- **EXERCISE**:
Take each line of the records below that contains the string "roles" and copy it.

Stored data entries
☆ ☆ ☆
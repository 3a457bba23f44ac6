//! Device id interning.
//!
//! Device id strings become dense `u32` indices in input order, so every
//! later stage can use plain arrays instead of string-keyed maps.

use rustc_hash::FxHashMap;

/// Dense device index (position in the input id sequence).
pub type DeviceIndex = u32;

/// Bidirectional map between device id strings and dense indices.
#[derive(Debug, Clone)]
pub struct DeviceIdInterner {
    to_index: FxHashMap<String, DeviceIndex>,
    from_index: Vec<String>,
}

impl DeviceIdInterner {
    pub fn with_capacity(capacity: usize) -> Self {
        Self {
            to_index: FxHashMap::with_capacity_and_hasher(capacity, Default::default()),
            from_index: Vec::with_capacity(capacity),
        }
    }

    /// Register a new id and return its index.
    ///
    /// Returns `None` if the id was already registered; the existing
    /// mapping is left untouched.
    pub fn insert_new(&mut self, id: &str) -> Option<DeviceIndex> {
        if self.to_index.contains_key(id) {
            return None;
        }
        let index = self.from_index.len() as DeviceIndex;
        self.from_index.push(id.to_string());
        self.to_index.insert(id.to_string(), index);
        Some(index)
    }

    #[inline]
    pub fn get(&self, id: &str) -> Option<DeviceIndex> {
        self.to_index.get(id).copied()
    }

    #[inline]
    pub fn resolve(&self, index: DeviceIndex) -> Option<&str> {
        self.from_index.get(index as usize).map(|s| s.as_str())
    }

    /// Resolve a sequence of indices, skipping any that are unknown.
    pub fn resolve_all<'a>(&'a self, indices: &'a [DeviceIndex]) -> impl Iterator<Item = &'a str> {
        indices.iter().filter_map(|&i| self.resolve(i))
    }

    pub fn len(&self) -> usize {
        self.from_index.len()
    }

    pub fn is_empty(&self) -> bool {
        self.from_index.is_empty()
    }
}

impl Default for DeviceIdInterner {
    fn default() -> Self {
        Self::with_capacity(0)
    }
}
☆ ☆ ☆
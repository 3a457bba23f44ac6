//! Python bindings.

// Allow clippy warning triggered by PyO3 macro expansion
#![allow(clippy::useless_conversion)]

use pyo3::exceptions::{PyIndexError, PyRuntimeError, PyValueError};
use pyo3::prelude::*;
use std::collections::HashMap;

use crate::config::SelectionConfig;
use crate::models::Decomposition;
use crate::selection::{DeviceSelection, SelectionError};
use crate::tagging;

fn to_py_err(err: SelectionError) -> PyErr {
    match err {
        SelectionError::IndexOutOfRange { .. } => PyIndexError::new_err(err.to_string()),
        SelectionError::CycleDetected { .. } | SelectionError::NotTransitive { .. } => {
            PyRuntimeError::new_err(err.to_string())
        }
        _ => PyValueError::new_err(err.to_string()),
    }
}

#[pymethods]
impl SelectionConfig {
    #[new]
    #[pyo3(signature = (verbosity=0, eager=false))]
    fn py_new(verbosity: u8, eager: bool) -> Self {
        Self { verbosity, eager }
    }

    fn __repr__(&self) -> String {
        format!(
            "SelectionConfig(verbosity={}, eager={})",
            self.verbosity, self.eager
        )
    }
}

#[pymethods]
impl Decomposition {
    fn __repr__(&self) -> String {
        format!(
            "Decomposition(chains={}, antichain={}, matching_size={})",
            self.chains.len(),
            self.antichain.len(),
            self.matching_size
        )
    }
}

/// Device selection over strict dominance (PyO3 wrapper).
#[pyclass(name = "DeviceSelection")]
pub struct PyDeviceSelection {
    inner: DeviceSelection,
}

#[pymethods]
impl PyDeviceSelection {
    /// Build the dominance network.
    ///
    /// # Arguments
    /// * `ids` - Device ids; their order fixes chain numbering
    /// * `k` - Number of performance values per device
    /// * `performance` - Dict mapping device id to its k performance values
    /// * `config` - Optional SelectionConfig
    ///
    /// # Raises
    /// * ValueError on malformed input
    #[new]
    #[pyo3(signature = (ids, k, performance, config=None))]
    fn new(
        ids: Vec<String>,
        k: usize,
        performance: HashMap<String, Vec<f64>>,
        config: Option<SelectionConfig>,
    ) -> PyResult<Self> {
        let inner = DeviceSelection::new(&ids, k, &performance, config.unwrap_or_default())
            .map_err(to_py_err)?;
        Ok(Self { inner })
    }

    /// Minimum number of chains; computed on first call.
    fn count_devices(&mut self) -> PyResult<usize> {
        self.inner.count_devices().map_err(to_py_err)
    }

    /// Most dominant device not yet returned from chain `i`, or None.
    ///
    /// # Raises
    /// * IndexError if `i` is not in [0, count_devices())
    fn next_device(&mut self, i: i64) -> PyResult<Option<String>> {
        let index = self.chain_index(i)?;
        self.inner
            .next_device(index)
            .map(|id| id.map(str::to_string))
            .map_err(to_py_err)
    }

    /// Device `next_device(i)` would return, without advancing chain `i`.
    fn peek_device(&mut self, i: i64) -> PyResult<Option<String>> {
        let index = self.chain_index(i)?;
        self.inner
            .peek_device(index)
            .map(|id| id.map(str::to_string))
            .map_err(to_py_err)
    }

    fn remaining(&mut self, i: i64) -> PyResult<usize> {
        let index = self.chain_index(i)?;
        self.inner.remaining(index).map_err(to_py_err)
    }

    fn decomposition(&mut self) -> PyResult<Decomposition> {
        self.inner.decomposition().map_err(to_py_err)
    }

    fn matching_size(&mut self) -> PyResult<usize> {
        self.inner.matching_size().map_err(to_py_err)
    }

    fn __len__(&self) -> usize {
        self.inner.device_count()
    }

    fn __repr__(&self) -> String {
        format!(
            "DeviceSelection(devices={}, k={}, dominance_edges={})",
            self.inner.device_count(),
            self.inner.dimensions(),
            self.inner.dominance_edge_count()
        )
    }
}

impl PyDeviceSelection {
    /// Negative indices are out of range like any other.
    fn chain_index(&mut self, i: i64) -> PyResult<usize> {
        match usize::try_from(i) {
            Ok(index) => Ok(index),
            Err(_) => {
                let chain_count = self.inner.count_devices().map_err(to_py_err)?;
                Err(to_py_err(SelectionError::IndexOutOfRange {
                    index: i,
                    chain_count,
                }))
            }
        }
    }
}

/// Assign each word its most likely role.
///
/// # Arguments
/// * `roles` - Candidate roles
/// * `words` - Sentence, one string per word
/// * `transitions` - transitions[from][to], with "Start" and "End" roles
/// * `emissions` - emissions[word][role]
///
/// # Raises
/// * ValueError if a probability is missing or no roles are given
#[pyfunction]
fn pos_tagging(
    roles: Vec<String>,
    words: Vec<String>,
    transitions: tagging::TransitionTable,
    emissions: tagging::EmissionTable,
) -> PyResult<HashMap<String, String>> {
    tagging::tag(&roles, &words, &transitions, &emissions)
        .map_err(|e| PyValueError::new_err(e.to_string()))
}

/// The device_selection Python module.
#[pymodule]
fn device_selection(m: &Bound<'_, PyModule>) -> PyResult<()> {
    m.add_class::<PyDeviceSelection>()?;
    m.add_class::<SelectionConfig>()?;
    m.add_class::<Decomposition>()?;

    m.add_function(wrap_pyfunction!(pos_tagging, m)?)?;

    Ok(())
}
☆ ☆ ☆
- **YOUR RESPONSE**:
/// * `roles` - Candidate roles
/// * `transitions` - transitions[from][to], with "Start" and "End" roles
/// * ValueError if a probability is missing or no roles are given
    roles: Vec<String>,
    tagging::tag(&roles, &words, &transitions, &emissions)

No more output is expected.